Our decadal haplotype analysis showed that haplotype homozygosity increased every 10 years (Fig. 4). Due to prolonged artificial selection, haplotypes related to causal mutations have extended around significant SNPs. In this study, the ratio of ancestral and derived alleles in significant regions associated with CWT increased with EBV for the selection trait (Fig. 6), indicating that the genetic structure and haplotype changed due to selection pressure on the breeding target traits. These results clearly show that selection based on EBVs has been successful throughout the Hanwoo cattle breeding program. The recent implementation of genomic selection will likely accelerate these genetic responses during cattle selection.

Conclusion

Strong selection can change genomic LD and haplotype structure following causal mutations among target traits.
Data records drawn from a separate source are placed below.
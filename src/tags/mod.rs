//! In-memory tag state for a tagging session.
//!
//! A [`TaggableProject`] loads the FLAC files of one release, keeps every edit in memory, and
//! only touches the disk on [`TaggableProject::commit`] and [`TaggableProject::rename_files`].

pub mod backend;
pub mod template;

use std::collections::{BTreeMap, HashSet};
use std::fmt;
use std::path::{Path, PathBuf};

use tracing::info;
use walkdir::WalkDir;

use crate::{Error, Result};

pub use backend::{LoftyBackend, TagBackend};
pub use template::FilenameTemplate;

/// Filename template for multi-file releases.
pub const ALBUM_TEMPLATE: &str = "{tracknumber:02} {title}";

/// Filename template for single-track releases.
pub const SINGLE_TEMPLATE: &str = "{artist} - {title}";

/// The tag fields a session edits.
#[derive(Debug, Clone, Copy, PartialEq, Eq, PartialOrd, Ord, Hash)]
pub enum TagField {
    Artist,
    Title,
    Album,
    Date,
    TrackNumber,
}

impl TagField {
    pub const ALL: [TagField; 5] = [
        TagField::Artist,
        TagField::Title,
        TagField::Album,
        TagField::Date,
        TagField::TrackNumber,
    ];

    /// The Vorbis comment key for this field.
    pub fn key(self) -> &'static str {
        match self {
            TagField::Artist => "artist",
            TagField::Title => "title",
            TagField::Album => "album",
            TagField::Date => "date",
            TagField::TrackNumber => "tracknumber",
        }
    }

    /// Case-insensitive lookup by Vorbis comment key.
    pub fn from_key(key: &str) -> Option<Self> {
        Self::ALL
            .into_iter()
            .find(|field| field.key().eq_ignore_ascii_case(key))
    }
}

impl fmt::Display for TagField {
    fn fmt(&self, f: &mut fmt::Formatter<'_>) -> fmt::Result {
        f.write_str(self.key())
    }
}

pub type TagFields = BTreeMap<TagField, String>;

/// One audio file and its (possibly edited) tags.
#[derive(Debug, Clone, PartialEq, Eq)]
pub struct TrackFile {
    path: PathBuf,
    fields: TagFields,
}

impl TrackFile {
    pub fn new(path: impl Into<PathBuf>, fields: TagFields) -> Self {
        Self {
            path: path.into(),
            fields,
        }
    }

    pub fn path(&self) -> &Path {
        &self.path
    }

    pub fn fields(&self) -> &TagFields {
        &self.fields
    }

    /// The final path component, for display.
    pub fn filename(&self) -> String {
        self.path
            .file_name()
            .map(|name| name.to_string_lossy().into_owned())
            .unwrap_or_else(|| self.path.display().to_string())
    }

    pub fn get(&self, field: TagField) -> Option<&str> {
        self.fields.get(&field).map(String::as_str)
    }

    pub fn set(&mut self, field: TagField, value: impl Into<String>) {
        self.fields.insert(field, value.into());
    }

    pub fn track_number(&self) -> Option<u32> {
        self.get(TagField::TrackNumber)?.trim().parse().ok()
    }
}

/// Whether a session tags one track or a whole release.
#[derive(Debug, Clone, Copy, PartialEq, Eq)]
pub enum ReleaseType {
    Single,
    Album,
}

impl ReleaseType {
    fn for_file_count(count: usize) -> Self {
        if count > 1 {
            ReleaseType::Album
        } else {
            ReleaseType::Single
        }
    }

    fn template(self) -> FilenameTemplate {
        match self {
            ReleaseType::Single => FilenameTemplate::single(),
            ReleaseType::Album => FilenameTemplate::album(),
        }
    }
}

impl fmt::Display for ReleaseType {
    fn fmt(&self, f: &mut fmt::Formatter<'_>) -> fmt::Result {
        match self {
            ReleaseType::Single => f.write_str("single"),
            ReleaseType::Album => f.write_str("album/EP"),
        }
    }
}

pub struct TaggableProject<B> {
    files: Vec<TrackFile>,
    backend: B,
    release_type: ReleaseType,
    template: FilenameTemplate,
}

impl<B: TagBackend> TaggableProject<B> {
    /// Load a single FLAC file, or every FLAC file directly inside a directory (sorted by path).
    pub fn open(input: &Path, backend: B) -> Result<Self> {
        let paths = find_flac_files(input)?;
        if paths.is_empty() {
            return Err(Error::msg(format!(
                "no FLAC files found in {}",
                input.display()
            )));
        }

        let files = paths
            .into_iter()
            .map(|path| {
                let fields = backend.read(&path)?;
                Ok(TrackFile::new(path, fields))
            })
            .collect::<Result<Vec<_>>>()?;

        Ok(Self::from_files(files, backend))
    }

    /// Build a project from already-loaded files.
    pub fn from_files(files: Vec<TrackFile>, backend: B) -> Self {
        let release_type = ReleaseType::for_file_count(files.len());
        Self {
            files,
            backend,
            release_type,
            template: release_type.template(),
        }
    }

    pub fn files(&self) -> &[TrackFile] {
        &self.files
    }

    pub fn file(&self, idx: usize) -> Result<&TrackFile> {
        self.files.get(idx).ok_or(Error::NoSuchFile(idx))
    }

    pub fn len(&self) -> usize {
        self.files.len()
    }

    pub fn is_empty(&self) -> bool {
        self.files.is_empty()
    }

    pub fn release_type(&self) -> ReleaseType {
        self.release_type
    }

    pub fn filename_template(&self) -> &FilenameTemplate {
        &self.template
    }

    pub fn backend(&self) -> &B {
        &self.backend
    }

    /// The value every file shares for `field`.
    ///
    /// `None` when any file lacks the field *or* files disagree; callers cannot tell the two
    /// apart.
    pub fn common_value(&self, field: TagField) -> Option<&str> {
        let mut values = self.files.iter().map(|file| file.get(field));
        let first = values.next()??;
        values.all(|value| value == Some(first)).then_some(first)
    }

    pub fn set_field(&mut self, idx: usize, field: TagField, value: impl Into<String>) -> Result<()> {
        let file = self.files.get_mut(idx).ok_or(Error::NoSuchFile(idx))?;
        file.set(field, value);
        Ok(())
    }

    pub fn set_common_field(&mut self, field: TagField, value: impl Into<String>) {
        let value = value.into();
        for file in &mut self.files {
            file.set(field, value.clone());
        }
    }

    pub fn set_track_number(&mut self, idx: usize, number: u32) -> Result<()> {
        self.set_field(idx, TagField::TrackNumber, number.to_string())
    }

    /// Stable sort by track number; files without a numeric track number go last.
    pub fn sort_by_track_number(&mut self) {
        self.files
            .sort_by_key(|file| file.track_number().unwrap_or(u32::MAX));
    }

    /// The filename stem the template produces for one file.
    pub fn formatted_filename(&self, idx: usize) -> Result<String> {
        self.template.render(self.file(idx)?)
    }

    /// Persist every file's in-memory tags.
    ///
    /// Stops at the first failure; files written before it are not rolled back.
    pub fn commit(&self) -> Result<()> {
        for file in &self.files {
            self.backend
                .write(file.path(), file.fields())
                .map_err(|err| Error::Persistence {
                    path: file.path.clone(),
                    source: Box::new(err),
                })?;
        }

        info!(files = self.files.len(), "tags committed");
        Ok(())
    }

    /// Rename every file after its formatted filename, keeping the extension.
    ///
    /// All names are computed before anything is moved, so a missing field leaves every file
    /// where it was. Files that move go through a temporary name first, so swapping two names
    /// within the session never overwrites either file. Returns the new paths in file order.
    pub fn rename_files(&mut self) -> Result<Vec<PathBuf>> {
        let moves = self.rename_plan()?;

        for (idx, staged, _) in &moves {
            std::fs::rename(&self.files[*idx].path, staged)?;
        }

        for (idx, staged, target) in &moves {
            std::fs::rename(staged, target)?;
            let file = &mut self.files[*idx];
            info!(from = %file.path.display(), to = %target.display(), "file renamed");
            file.path = target.clone();
        }

        Ok(self.files.iter().map(|file| file.path.clone()).collect())
    }

    /// `(file index, staging path, target path)` for every file that has to move.
    fn rename_plan(&self) -> Result<Vec<(usize, PathBuf, PathBuf)>> {
        let current: HashSet<&Path> = self.files.iter().map(|file| file.path.as_path()).collect();
        let mut seen = HashSet::new();
        let mut moves = Vec::new();

        for (idx, file) in self.files.iter().enumerate() {
            let stem = self.template.render(file)?;
            let name = match file.path.extension() {
                Some(ext) => format!("{stem}.{}", ext.to_string_lossy()),
                None => stem,
            };
            let target = file.path.with_file_name(name);

            if !seen.insert(target.clone()) {
                return Err(Error::msg(format!(
                    "more than one file would be renamed to {}",
                    target.display()
                )));
            }
            if target == file.path {
                continue;
            }
            // Session files free up their names before anything lands on them.
            if target.exists() && !current.contains(target.as_path()) {
                return Err(Error::msg(format!(
                    "refusing to overwrite existing file {}",
                    target.display()
                )));
            }

            let staged = file
                .path
                .with_file_name(format!(".tagwright-rename-{idx}.{}", file.filename()));
            if staged.exists() {
                return Err(Error::msg(format!(
                    "staging file {} is in the way",
                    staged.display()
                )));
            }
            moves.push((idx, staged, target));
        }

        Ok(moves)
    }
}

fn find_flac_files(input: &Path) -> Result<Vec<PathBuf>> {
    if input.is_file() {
        return Ok(vec![input.to_path_buf()]);
    }
    if !input.is_dir() {
        return Err(Error::msg(format!("no such file or directory: {}", input.display())));
    }

    let mut paths = Vec::new();
    for entry in WalkDir::new(input).min_depth(1).max_depth(1) {
        let entry = entry.map_err(|err| Error::Other(Box::new(err)))?;
        let path = entry.path();
        let is_flac = path
            .extension()
            .is_some_and(|ext| ext.eq_ignore_ascii_case("flac"));
        if entry.file_type().is_file() && is_flac {
            paths.push(path.to_path_buf());
        }
    }
    paths.sort();
    Ok(paths)
}

#[cfg(test)]
mod tests {
    use super::*;

    struct NullBackend;

    impl TagBackend for NullBackend {
        fn read(&self, _path: &Path) -> Result<TagFields> {
            Ok(TagFields::new())
        }

        fn write(&self, _path: &Path, _fields: &TagFields) -> Result<()> {
            Ok(())
        }
    }

    fn file(name: &str, artist: Option<&str>) -> TrackFile {
        let mut fields = TagFields::new();
        if let Some(artist) = artist {
            fields.insert(TagField::Artist, artist.to_string());
        }
        TrackFile::new(name, fields)
    }

    #[test]
    fn common_value_requires_agreement() {
        let same = TaggableProject::from_files(
            vec![file("a.flac", Some("X")), file("b.flac", Some("X"))],
            NullBackend,
        );
        assert_eq!(same.common_value(TagField::Artist), Some("X"));

        let differ = TaggableProject::from_files(
            vec![file("a.flac", Some("X")), file("b.flac", Some("Y"))],
            NullBackend,
        );
        assert_eq!(differ.common_value(TagField::Artist), None);
    }

    #[test]
    fn common_value_is_none_when_any_file_lacks_the_field() {
        let project = TaggableProject::from_files(
            vec![file("a.flac", Some("X")), file("b.flac", None)],
            NullBackend,
        );
        assert_eq!(project.common_value(TagField::Artist), None);
    }

    #[test]
    fn empty_project_has_no_common_values() {
        let project = TaggableProject::from_files(Vec::new(), NullBackend);
        assert_eq!(project.common_value(TagField::Album), None);
    }

    #[test]
    fn release_type_follows_file_count() {
        let single = TaggableProject::from_files(vec![file("a.flac", None)], NullBackend);
        assert_eq!(single.release_type().to_string(), "single");
        assert_eq!(single.filename_template().source(), SINGLE_TEMPLATE);

        let album = TaggableProject::from_files(
            vec![file("a.flac", None), file("b.flac", None)],
            NullBackend,
        );
        assert_eq!(album.release_type().to_string(), "album/EP");
        assert_eq!(album.filename_template().source(), ALBUM_TEMPLATE);
    }

    #[test]
    fn sort_puts_unnumbered_files_last() -> anyhow::Result<()> {
        let mut project = TaggableProject::from_files(
            vec![file("a.flac", None), file("b.flac", None), file("c.flac", None)],
            NullBackend,
        );
        project.set_track_number(1, 2)?;
        project.set_track_number(2, 1)?;
        project.sort_by_track_number();

        let names: Vec<String> = project.files().iter().map(TrackFile::filename).collect();
        assert_eq!(names, vec!["c.flac", "b.flac", "a.flac"]);
        Ok(())
    }

    #[test]
    fn out_of_range_index_is_reported() {
        let mut project = TaggableProject::from_files(vec![file("a.flac", None)], NullBackend);
        assert!(matches!(
            project.set_field(3, TagField::Title, "x"),
            Err(Error::NoSuchFile(3))
        ));
    }

    #[test]
    fn field_keys_round_trip_case_insensitively() {
        assert_eq!(TagField::from_key("TRACKNUMBER"), Some(TagField::TrackNumber));
        assert_eq!(TagField::from_key("genre"), None);
    }
}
This study identified significant genome structure changes from ancestral to derived alleles due to selection on BTA13 and BTA14. In particular, the response of derived alleles shown in selection signatures in the BTA14 region provides evidence for their association with CWT, as reported in previous GWAS studies. Derived alleles in this region indicate expansion of the haplotype and LD blocks through an increase in selection signatures observed every 10 years. However, in the BTA13 region, where most selection signatures were detected, we found no association with the four selection traits; haplotype expansion was confirmed, but LD structural changes were not clearly identified, such that further association studies are needed using additional phenotype information. Notably, LD block structure changes were confirmed using a 50 k chip, which has low marker density and high average intervals between markers. Therefore, LD structural changes were confirmed only for the target trait, and detailed screening will be required for LD blocks using whole-genome sequence data. Hanwoo cattle have been subjected to intensive selection and productivity improvement during the past 30 years, and EBVs have clearly increased, resulting in the encoding of selection responses into genomic regions, even without the application of genomic selection. Therefore, genomic selection using this study results as basic data could accelerate Hanwoo cattle improvement as the first step in precision breeding to meet consumer demands.